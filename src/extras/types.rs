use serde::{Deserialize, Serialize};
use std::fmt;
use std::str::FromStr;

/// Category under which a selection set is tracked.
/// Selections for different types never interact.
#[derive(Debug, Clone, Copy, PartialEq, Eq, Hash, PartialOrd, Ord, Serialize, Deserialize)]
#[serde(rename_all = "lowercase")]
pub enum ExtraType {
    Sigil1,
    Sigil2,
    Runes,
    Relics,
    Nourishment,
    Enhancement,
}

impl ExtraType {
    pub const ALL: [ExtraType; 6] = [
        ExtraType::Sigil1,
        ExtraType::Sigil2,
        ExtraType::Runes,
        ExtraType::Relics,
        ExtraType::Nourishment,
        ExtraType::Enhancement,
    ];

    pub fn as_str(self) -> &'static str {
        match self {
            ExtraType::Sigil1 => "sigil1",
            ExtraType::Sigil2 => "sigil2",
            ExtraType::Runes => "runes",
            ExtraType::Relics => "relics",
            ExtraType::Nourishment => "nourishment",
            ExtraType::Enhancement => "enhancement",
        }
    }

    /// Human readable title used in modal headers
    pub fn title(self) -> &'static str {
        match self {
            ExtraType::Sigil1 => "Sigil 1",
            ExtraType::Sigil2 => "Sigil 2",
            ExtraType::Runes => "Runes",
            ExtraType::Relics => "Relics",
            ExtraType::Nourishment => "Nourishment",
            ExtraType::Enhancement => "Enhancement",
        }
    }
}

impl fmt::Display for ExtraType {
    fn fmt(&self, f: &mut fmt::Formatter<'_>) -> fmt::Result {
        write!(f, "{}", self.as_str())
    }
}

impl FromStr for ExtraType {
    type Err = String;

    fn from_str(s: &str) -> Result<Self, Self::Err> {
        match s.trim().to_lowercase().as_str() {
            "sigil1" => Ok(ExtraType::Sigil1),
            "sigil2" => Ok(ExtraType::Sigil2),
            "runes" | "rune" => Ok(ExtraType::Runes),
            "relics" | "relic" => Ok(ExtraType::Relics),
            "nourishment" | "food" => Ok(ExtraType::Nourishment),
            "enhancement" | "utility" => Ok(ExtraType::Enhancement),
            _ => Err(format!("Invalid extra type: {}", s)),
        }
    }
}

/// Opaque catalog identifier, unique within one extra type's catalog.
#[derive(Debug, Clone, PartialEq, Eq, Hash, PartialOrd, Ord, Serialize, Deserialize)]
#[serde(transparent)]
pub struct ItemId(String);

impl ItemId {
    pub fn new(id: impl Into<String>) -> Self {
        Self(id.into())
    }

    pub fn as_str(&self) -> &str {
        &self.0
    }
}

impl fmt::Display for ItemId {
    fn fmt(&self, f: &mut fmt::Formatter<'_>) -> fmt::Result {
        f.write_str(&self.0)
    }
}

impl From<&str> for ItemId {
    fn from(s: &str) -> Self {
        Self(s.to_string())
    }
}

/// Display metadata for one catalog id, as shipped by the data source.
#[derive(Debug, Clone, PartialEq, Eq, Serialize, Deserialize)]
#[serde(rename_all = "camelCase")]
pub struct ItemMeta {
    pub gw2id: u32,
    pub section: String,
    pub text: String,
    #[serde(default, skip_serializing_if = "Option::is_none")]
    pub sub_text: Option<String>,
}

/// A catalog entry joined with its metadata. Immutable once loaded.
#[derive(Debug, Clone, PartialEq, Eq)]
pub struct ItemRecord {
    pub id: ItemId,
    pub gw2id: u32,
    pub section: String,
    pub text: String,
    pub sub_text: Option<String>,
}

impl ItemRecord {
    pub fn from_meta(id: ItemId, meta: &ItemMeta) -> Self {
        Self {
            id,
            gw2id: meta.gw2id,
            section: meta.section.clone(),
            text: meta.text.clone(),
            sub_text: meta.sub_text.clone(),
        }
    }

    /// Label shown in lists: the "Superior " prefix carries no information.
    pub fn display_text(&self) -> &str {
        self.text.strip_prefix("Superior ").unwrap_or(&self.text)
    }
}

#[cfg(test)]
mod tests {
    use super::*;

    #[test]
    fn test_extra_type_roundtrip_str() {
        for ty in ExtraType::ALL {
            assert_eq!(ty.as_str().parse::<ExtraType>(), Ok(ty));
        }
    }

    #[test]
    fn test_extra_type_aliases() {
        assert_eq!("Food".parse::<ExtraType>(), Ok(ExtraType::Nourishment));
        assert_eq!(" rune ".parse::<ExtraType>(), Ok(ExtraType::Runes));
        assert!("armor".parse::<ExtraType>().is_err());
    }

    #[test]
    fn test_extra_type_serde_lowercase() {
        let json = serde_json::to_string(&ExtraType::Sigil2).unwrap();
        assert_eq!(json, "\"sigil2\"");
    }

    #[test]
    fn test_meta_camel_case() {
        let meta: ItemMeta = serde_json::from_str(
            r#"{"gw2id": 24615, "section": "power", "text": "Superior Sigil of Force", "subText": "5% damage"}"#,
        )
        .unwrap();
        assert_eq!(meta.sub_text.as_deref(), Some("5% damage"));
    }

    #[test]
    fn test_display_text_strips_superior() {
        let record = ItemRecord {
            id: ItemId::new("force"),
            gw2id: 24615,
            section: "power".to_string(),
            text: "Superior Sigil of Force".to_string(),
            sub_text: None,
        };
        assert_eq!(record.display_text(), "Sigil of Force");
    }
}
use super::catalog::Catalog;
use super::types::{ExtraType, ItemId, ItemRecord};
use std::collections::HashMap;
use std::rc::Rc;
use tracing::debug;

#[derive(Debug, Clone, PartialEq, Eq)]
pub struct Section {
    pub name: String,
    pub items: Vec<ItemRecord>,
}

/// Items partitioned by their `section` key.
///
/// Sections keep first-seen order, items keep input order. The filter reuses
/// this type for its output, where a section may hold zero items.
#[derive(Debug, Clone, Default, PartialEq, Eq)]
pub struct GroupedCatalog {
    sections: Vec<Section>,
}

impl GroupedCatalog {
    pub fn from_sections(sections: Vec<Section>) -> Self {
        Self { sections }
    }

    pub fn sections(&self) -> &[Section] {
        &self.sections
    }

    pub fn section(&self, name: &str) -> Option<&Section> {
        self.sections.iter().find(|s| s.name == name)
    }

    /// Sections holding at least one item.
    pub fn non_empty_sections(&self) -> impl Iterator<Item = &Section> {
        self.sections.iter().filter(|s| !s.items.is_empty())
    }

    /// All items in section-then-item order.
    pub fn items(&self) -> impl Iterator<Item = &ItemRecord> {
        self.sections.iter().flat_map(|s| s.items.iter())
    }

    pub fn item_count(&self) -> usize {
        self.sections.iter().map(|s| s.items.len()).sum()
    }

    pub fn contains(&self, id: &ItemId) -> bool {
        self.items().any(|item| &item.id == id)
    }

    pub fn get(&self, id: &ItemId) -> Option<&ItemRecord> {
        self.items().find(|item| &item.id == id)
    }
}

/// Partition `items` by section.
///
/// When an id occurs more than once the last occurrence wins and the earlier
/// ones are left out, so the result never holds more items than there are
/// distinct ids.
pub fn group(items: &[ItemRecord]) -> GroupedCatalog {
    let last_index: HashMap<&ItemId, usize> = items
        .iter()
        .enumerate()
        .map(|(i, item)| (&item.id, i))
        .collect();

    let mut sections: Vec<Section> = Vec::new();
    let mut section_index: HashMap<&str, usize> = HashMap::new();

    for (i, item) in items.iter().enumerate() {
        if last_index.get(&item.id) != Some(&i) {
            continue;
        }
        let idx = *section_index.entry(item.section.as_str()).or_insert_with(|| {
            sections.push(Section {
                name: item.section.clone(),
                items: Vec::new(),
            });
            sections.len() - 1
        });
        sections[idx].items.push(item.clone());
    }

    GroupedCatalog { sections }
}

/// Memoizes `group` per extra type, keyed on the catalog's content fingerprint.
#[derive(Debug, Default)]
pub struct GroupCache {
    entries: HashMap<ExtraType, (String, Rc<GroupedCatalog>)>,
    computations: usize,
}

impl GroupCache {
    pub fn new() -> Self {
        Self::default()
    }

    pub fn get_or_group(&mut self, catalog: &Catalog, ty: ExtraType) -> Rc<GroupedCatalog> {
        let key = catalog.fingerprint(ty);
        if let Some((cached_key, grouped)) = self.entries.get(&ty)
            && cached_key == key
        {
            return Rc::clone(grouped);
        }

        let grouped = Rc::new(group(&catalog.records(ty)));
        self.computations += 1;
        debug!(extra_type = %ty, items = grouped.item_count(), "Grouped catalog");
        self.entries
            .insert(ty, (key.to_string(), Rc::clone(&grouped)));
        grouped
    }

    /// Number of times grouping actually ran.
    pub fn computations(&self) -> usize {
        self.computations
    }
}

* * *

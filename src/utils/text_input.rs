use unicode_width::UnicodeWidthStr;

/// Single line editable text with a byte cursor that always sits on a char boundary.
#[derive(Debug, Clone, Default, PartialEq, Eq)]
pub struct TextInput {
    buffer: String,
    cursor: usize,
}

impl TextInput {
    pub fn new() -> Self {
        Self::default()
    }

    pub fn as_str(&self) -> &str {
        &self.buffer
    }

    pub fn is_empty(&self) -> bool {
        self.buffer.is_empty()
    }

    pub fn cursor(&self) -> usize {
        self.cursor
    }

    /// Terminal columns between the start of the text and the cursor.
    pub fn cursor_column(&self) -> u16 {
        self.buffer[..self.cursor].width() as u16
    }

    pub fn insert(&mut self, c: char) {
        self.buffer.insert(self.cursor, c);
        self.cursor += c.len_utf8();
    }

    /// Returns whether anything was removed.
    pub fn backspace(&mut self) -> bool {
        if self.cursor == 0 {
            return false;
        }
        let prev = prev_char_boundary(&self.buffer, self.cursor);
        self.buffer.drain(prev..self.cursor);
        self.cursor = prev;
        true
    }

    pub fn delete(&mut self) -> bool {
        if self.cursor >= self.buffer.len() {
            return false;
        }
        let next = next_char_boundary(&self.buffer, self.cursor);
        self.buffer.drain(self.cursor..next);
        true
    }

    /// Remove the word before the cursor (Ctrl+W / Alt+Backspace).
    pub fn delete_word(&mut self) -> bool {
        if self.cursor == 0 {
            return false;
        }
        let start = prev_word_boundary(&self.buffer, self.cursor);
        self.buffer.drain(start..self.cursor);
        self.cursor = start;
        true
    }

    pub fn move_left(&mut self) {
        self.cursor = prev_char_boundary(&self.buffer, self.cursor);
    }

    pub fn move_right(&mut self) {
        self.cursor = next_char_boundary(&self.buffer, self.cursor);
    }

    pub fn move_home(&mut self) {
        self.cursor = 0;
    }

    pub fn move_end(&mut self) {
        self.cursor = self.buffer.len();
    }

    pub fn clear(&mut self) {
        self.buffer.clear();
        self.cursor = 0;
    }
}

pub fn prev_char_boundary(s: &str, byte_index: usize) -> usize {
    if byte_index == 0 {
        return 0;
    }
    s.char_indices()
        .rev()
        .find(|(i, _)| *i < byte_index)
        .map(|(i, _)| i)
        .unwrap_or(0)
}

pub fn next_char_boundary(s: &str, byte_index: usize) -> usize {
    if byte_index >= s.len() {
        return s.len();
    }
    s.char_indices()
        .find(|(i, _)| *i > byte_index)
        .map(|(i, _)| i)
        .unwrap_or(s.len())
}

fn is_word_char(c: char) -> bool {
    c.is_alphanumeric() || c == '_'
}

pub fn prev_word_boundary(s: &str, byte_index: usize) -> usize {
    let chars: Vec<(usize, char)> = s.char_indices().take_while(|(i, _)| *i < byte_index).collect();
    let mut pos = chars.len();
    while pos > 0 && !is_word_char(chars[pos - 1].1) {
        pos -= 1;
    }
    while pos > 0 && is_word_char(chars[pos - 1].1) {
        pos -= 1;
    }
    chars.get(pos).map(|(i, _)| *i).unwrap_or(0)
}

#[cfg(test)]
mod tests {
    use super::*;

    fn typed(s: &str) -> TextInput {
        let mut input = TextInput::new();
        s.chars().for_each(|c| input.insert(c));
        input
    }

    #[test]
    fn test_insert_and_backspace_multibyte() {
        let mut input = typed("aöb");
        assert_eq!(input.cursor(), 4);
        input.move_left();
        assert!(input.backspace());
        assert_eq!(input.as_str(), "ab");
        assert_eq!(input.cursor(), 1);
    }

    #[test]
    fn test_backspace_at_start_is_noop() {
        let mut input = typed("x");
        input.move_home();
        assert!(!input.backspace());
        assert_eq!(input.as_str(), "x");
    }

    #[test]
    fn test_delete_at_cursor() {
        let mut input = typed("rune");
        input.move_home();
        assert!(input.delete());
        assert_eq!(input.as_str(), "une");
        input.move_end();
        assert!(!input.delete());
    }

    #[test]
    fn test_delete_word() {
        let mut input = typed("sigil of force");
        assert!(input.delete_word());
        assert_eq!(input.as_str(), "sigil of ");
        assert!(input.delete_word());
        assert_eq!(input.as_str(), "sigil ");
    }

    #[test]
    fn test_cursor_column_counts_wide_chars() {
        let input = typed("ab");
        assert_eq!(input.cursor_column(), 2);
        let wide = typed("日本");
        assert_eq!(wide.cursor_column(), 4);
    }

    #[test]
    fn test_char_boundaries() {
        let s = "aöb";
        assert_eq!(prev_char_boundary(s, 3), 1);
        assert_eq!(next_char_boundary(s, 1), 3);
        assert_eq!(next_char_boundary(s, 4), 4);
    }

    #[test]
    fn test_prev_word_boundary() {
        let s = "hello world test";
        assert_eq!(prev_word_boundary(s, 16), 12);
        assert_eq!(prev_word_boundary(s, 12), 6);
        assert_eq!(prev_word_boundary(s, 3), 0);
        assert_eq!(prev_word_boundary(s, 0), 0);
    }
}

==

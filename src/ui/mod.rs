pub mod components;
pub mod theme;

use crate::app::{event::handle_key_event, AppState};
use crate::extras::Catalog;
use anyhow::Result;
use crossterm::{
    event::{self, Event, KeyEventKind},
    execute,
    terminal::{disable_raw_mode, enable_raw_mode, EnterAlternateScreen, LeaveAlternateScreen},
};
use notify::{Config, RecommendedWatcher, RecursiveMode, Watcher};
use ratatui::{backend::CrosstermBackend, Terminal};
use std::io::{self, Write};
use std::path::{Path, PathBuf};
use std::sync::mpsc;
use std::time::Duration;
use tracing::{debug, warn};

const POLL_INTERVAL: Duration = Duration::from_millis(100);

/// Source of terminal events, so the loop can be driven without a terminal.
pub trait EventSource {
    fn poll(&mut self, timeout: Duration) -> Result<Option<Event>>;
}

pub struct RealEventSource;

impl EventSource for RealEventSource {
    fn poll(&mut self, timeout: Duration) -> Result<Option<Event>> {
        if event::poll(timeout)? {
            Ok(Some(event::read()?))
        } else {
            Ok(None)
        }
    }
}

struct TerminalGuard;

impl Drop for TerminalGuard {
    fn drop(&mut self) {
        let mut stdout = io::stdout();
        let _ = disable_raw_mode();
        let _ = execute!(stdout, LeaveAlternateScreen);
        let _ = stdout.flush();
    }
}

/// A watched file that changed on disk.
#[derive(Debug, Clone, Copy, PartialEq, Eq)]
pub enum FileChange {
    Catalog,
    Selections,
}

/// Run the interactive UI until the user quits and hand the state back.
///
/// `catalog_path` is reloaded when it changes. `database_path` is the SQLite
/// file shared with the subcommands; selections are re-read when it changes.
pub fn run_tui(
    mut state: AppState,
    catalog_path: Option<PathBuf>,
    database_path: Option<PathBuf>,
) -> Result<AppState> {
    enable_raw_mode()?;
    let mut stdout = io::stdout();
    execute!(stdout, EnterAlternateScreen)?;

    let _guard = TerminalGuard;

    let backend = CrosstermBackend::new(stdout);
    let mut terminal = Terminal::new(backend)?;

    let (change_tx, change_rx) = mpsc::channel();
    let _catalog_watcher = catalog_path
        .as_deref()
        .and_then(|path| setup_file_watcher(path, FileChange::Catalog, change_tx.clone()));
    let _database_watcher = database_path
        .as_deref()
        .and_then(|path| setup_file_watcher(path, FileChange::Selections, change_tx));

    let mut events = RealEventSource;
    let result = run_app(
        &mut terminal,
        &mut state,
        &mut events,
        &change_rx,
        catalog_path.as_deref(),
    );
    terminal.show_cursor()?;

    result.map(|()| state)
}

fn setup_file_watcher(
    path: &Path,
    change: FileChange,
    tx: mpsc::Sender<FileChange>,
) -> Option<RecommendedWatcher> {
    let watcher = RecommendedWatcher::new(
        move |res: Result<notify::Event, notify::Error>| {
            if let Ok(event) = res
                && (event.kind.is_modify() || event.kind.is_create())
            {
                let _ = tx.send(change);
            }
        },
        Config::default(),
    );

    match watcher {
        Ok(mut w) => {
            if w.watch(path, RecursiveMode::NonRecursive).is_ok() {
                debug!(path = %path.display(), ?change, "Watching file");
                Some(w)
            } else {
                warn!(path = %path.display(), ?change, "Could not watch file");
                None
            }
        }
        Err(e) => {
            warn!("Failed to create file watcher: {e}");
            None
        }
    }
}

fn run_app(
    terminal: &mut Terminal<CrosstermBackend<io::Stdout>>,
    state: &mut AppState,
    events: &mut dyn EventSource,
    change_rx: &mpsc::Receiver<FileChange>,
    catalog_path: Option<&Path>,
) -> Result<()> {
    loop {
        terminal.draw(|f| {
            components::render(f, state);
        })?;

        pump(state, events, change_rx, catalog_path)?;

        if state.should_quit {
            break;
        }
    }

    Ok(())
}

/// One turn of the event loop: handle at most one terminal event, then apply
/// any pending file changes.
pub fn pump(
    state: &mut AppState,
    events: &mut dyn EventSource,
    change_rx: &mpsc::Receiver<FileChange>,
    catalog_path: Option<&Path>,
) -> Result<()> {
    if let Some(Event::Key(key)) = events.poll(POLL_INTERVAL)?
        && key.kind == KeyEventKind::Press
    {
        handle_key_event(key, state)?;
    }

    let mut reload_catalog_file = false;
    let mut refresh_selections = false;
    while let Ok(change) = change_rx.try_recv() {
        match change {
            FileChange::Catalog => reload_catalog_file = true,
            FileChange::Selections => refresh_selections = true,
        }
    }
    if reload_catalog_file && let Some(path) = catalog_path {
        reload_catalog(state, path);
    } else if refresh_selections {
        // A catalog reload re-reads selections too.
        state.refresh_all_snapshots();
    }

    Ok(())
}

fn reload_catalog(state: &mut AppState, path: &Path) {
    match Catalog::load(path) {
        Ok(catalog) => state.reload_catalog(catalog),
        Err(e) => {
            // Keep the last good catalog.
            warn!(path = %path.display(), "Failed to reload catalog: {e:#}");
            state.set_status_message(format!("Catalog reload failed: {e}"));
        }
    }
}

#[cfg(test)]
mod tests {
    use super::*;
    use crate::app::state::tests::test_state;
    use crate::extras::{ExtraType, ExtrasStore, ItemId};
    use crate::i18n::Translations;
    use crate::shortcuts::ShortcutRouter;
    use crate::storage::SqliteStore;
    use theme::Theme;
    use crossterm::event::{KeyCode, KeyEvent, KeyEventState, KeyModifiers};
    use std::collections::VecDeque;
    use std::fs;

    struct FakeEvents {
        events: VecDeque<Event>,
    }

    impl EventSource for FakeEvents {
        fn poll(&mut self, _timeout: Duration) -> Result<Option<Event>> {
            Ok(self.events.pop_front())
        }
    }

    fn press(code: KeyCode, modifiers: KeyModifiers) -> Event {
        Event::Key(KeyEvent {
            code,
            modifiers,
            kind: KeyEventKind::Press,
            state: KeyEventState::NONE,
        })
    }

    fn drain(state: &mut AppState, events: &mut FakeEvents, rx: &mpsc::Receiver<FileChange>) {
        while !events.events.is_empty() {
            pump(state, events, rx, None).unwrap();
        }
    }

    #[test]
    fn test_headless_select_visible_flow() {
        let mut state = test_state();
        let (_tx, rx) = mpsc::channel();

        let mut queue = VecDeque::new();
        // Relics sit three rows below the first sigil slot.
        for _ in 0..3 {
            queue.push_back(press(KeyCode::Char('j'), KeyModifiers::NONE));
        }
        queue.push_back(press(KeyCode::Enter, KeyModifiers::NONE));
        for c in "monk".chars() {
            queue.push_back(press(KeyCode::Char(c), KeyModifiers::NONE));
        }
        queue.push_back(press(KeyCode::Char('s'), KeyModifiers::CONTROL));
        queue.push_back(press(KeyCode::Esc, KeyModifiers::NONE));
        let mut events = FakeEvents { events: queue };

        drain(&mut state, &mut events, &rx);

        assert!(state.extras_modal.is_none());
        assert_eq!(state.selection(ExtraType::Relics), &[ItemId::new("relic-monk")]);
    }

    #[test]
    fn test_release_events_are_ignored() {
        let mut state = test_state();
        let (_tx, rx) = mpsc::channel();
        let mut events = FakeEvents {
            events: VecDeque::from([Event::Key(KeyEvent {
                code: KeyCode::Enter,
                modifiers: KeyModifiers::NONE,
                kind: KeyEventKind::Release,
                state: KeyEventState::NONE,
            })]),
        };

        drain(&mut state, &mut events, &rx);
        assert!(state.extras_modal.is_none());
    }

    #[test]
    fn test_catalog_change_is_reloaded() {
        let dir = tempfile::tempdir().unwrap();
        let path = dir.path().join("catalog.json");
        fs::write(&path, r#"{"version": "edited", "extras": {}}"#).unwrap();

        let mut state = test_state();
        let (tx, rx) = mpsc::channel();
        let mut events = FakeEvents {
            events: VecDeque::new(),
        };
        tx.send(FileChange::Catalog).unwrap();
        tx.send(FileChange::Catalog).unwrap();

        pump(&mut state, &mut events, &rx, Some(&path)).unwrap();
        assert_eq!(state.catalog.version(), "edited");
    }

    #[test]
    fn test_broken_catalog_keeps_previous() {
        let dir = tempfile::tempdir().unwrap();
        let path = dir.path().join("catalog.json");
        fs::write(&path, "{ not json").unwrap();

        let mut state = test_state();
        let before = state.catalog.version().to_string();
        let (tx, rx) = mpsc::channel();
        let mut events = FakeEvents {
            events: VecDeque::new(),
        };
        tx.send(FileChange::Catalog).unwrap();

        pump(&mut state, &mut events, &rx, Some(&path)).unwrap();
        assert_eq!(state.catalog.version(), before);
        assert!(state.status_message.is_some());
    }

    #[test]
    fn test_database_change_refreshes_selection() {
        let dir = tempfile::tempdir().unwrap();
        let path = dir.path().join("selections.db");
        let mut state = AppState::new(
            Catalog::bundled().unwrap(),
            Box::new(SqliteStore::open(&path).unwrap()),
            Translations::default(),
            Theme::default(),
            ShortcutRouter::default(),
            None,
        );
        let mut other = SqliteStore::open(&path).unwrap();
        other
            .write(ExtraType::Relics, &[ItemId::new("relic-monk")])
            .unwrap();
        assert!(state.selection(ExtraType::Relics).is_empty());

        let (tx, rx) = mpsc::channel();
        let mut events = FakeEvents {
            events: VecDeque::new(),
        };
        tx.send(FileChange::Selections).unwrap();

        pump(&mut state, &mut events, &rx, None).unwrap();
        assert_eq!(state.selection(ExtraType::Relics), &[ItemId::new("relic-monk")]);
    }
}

### What is required
From the listing above, collect every line that mentions the word "Deserialize".

### Written answer
use serde::{Deserialize, Serialize};
#[derive(Debug, Clone, Copy, PartialEq, Eq, Hash, PartialOrd, Ord, Serialize, Deserialize)]
#[derive(Debug, Clone, PartialEq, Eq, Hash, PartialOrd, Ord, Serialize, Deserialize)]
#[derive(Debug, Clone, PartialEq, Eq, Serialize, Deserialize)]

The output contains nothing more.